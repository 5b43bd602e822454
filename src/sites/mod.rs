//! Site adapters: one per supported fiction site, plus loose HTML pages.

mod adult_fanfiction;
mod archive_of_our_own;
mod fanfiction_net;
mod html_story;
mod tgstorytime;
mod twisting_the_hellmouth;

use std::sync::LazyLock;

use anyhow::Context as _;
use regex::Regex;
use scraper::{ElementRef, Html};
use url::Url;

use crate::dom;
use crate::error::FatalError;
use crate::http::{Fetch, Response};
use crate::metadata::{ChapterEntry, StoryDetails};

pub use adult_fanfiction::AdultFanFiction;
pub use archive_of_our_own::ArchiveOfOurOwn;
pub use fanfiction_net::FanFictionNet;
pub use html_story::HtmlStory;
pub use tgstorytime::TgStorytime;
pub use twisting_the_hellmouth::TwistingTheHellmouth;

static CHAPTER_NUMBER: LazyLock<Regex> =
    LazyLock::new(|| Regex::new(r"^\d+\.\s+").expect("valid chapter number regex"));

/// A story's main page, fetched once and shared by the adapter's extraction steps.
pub struct StoryPage {
    /// Normalized URL chapter addresses are derived from.
    pub url: Url,
    pub document: Html,
}

impl StoryPage {
    /// Fetches `url`; anything but a 2xx answer aborts the run.
    pub fn fetch(fetch: &dyn Fetch, url: Url) -> anyhow::Result<Self> {
        let response = fetch.get(&url)?;
        Self::from_response(url, response)
    }

    pub fn from_response(url: Url, response: Response) -> anyhow::Result<Self> {
        if !response.is_success() {
            return Err(FatalError::MainPage {
                url: url.to_string(),
                status: response.status,
            }
            .into());
        }
        Ok(Self {
            url,
            document: response.document(),
        })
    }

    pub fn root(&self) -> ElementRef<'_> {
        self.document.root_element()
    }
}

pub trait Adapter {
    fn name(&self) -> &'static str;

    /// Adult sites get an `[ADULT] ` filename prefix.
    fn is_adult(&self) -> bool {
        false
    }

    fn open(&self, fetch: &dyn Fetch, url: Url) -> anyhow::Result<StoryPage> {
        StoryPage::fetch(fetch, url)
    }

    /// URL recorded in the book. `None` when the story has no single home page.
    fn source_url(&self, page: &StoryPage) -> Option<Url> {
        Some(page.url.clone())
    }

    fn make_title_page(&self, page: &StoryPage, fetch: &dyn Fetch)
    -> anyhow::Result<StoryDetails>;

    /// Selector for the chapter list entries, if the site has one.
    fn chapter_select(&self) -> Option<&'static str> {
        None
    }

    fn chapter_parser(&self, entry: ElementRef<'_>) -> anyhow::Result<ChapterEntry> {
        Ok(ChapterEntry::Title(strip_chapter_number(&dom::text(entry))))
    }

    /// Chapter list in reading order. A page without a list is a one-shot
    /// whose only chapter carries the story title.
    fn get_chapters(
        &self,
        page: &StoryPage,
        details: &StoryDetails,
    ) -> anyhow::Result<Vec<ChapterEntry>> {
        let entries = match self.chapter_select() {
            Some(css) => dom::select_all(page.root(), css)?,
            None => Vec::new(),
        };
        if entries.is_empty() {
            return Ok(vec![ChapterEntry::Title(details.title.clone())]);
        }
        entries
            .into_iter()
            .map(|entry| self.chapter_parser(entry))
            .collect()
    }

    /// URL of the chapter addressed by `value`; `None` when it has no page.
    fn make_new_chapter_url(&self, base: &Url, value: &str) -> Option<Url>;

    /// Raw body fragments of a fetched chapter page, in order.
    fn get_raw_text(&self, response: &Response) -> anyhow::Result<Vec<String>>;
}

/// Registered sites keyed by the last two labels of their host name.
pub static SITES: &[(&str, &(dyn Adapter + Sync))] = &[
    ("adult-fanfiction.org", &AdultFanFiction),
    ("archiveofourown.org", &ArchiveOfOurOwn),
    ("fanfiction.net", &FanFictionNet),
    ("fictionpress.com", &FanFictionNet),
    ("tgstorytime.com", &TgStorytime),
    ("tthfanfic.org", &TwistingTheHellmouth),
];

/// `www.fanfiction.net` and `m.fanfiction.net` both become `fanfiction.net`.
pub fn site_key(url: &Url) -> Option<String> {
    let host = url.host_str()?;
    let labels: Vec<&str> = host.split('.').filter(|l| !l.is_empty()).collect();
    let start = labels.len().saturating_sub(2);
    Some(labels[start..].join("."))
}

pub fn by_key(key: &str) -> Option<&'static (dyn Adapter + Sync)> {
    SITES
        .iter()
        .find(|(site, _)| site.eq_ignore_ascii_case(key))
        .map(|(_, adapter)| *adapter)
}

pub fn resolve(url: &Url) -> Option<&'static (dyn Adapter + Sync)> {
    by_key(&site_key(url)?)
}

pub fn supported_sites() -> Vec<&'static str> {
    SITES.iter().map(|(site, _)| *site).collect()
}

pub fn strip_chapter_number(title: &str) -> String {
    CHAPTER_NUMBER.replace(title.trim(), "").into_owned()
}

/// Copy of `url` with `key` set to `value`, replacing any existing value.
pub fn with_query(url: &Url, key: &str, value: &str) -> Url {
    let pairs: Vec<(String, String)> = url
        .query_pairs()
        .filter(|(k, _)| k != key)
        .map(|(k, v)| (k.into_owned(), v.into_owned()))
        .collect();
    let mut out = url.clone();
    {
        let mut query = out.query_pairs_mut();
        query.clear();
        query.extend_pairs(&pairs);
        query.append_pair(key, value);
    }
    out
}

pub fn path_segments(url: &Url) -> Vec<String> {
    url.path_segments()
        .map(|segments| {
            segments
                .filter(|s| !s.is_empty())
                .map(str::to_owned)
                .collect()
        })
        .unwrap_or_default()
}

pub fn with_path_segments(url: &Url, segments: &[String]) -> Url {
    let mut out = url.clone();
    out.set_path(&format!("/{}", segments.join("/")));
    out
}

/// Makes sure the path ends in `chapters/<id>`, using `placeholder` when no
/// chapter is named.
pub fn ensure_chapter_path(url: &Url, placeholder: &str) -> Url {
    let mut segments = path_segments(url);
    if !segments.iter().any(|s| s == "chapters") {
        segments.push("chapters".to_owned());
    }
    if segments.last().is_some_and(|s| s == "chapters") {
        segments.push(placeholder.to_owned());
    }
    with_path_segments(url, &segments)
}

/// Page that is one `<a>` link away from `page`, resolved against its URL.
pub fn join_link(page: &Url, element: ElementRef<'_>) -> anyhow::Result<Url> {
    let href = dom::attr(element, "href")?;
    page.join(href)
        .with_context(|| format!("resolve link {href:?} against {page}"))
}

#[cfg(test)]
mod tests {
    use super::*;

    fn url(s: &str) -> Url {
        Url::parse(s).expect("url")
    }

    #[test]
    fn resolves_by_last_two_host_labels() {
        let adapter = resolve(&url("https://www.fanfiction.net/s/1/1/")).expect("ffn");
        assert_eq!(adapter.name(), "FanFiction.Net");
        let adapter = resolve(&url("https://m.fictionpress.com/s/1/1/")).expect("fp");
        assert_eq!(adapter.name(), "FanFiction.Net");
        let adapter = resolve(&url("https://archiveofourown.org/works/1")).expect("ao3");
        assert_eq!(adapter.name(), "Archive of Our Own");
        let adapter = resolve(&url("https://hp.adult-fanfiction.org/story.php?no=1")).expect("aff");
        assert!(adapter.is_adult());
    }

    #[test]
    fn unknown_hosts_do_not_resolve() {
        assert!(resolve(&url("https://example.com/story")).is_none());
        assert!(resolve(&url("file:///tmp/story.html")).is_none());
    }

    #[test]
    fn chapter_numbers_are_stripped() {
        assert_eq!(strip_chapter_number("12. The End"), "The End");
        assert_eq!(strip_chapter_number("1984"), "1984");
    }

    #[test]
    fn query_values_are_replaced() {
        let out = with_query(&url("https://x.org/story.php?no=5&chapter=1"), "chapter", "3");
        assert_eq!(out.as_str(), "https://x.org/story.php?no=5&chapter=3");
    }

    #[test]
    fn chapter_path_is_completed() {
        assert_eq!(
            ensure_chapter_path(&url("https://x.org/works/9"), "1").path(),
            "/works/9/chapters/1"
        );
        assert_eq!(
            ensure_chapter_path(&url("https://x.org/works/9/chapters/"), "1").path(),
            "/works/9/chapters/1"
        );
        assert_eq!(
            ensure_chapter_path(&url("https://x.org/works/9/chapters/77"), "1").path(),
            "/works/9/chapters/77"
        );
    }
}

__Work required__.
Nothing but the lines from the start of the data above through the line with "Some(page.url.clone())" should appear in your answer, copied exactly.

__The answer__.
repository 5b43bd602e822454
filename src/sites/mod.rs
//! Site adapters: one per supported fiction site, plus loose HTML pages.

mod adult_fanfiction;
mod archive_of_our_own;
mod fanfiction_net;
mod html_story;
mod tgstorytime;
mod twisting_the_hellmouth;

use std::sync::LazyLock;

use anyhow::Context as _;
use regex::Regex;
use scraper::{ElementRef, Html};
use url::Url;

use crate::dom;
use crate::error::FatalError;
use crate::http::{Fetch, Response};
use crate::metadata::{ChapterEntry, StoryDetails};

pub use adult_fanfiction::AdultFanFiction;
pub use archive_of_our_own::ArchiveOfOurOwn;
pub use fanfiction_net::FanFictionNet;
pub use html_story::HtmlStory;
pub use tgstorytime::TgStorytime;
pub use twisting_the_hellmouth::TwistingTheHellmouth;

static CHAPTER_NUMBER: LazyLock<Regex> =
    LazyLock::new(|| Regex::new(r"^\d+\.\s+").expect("valid chapter number regex"));

/// A story's main page, fetched once and shared by the adapter's extraction steps.
pub struct StoryPage {
    /// Normalized URL chapter addresses are derived from.
    pub url: Url,
    pub document: Html,
}

impl StoryPage {
    /// Fetches `url`; anything but a 2xx answer aborts the run.
    pub fn fetch(fetch: &dyn Fetch, url: Url) -> anyhow::Result<Self> {
        let response = fetch.get(&url)?;
        Self::from_response(url, response)
    }

    pub fn from_response(url: Url, response: Response) -> anyhow::Result<Self> {
        if !response.is_success() {
            return Err(FatalError::MainPage {
                url: url.to_string(),
                status: response.status,
            }
            .into());
        }
        Ok(Self {
            url,
            document: response.document(),
        })
    }

    pub fn root(&self) -> ElementRef<'_> {
        self.document.root_element()
    }
}

pub trait Adapter {
    fn name(&self) -> &'static str;

    /// Adult sites get an `[ADULT] ` filename prefix.
    fn is_adult(&self) -> bool {
        false
    }

    fn open(&self, fetch: &dyn Fetch, url: Url) -> anyhow::Result<StoryPage> {
        StoryPage::fetch(fetch, url)
    }

    /// URL recorded in the book. `None` when the story has no single home page.
    fn source_url(&self, page: &StoryPage) -> Option<Url> {
        Some(page.url.clone())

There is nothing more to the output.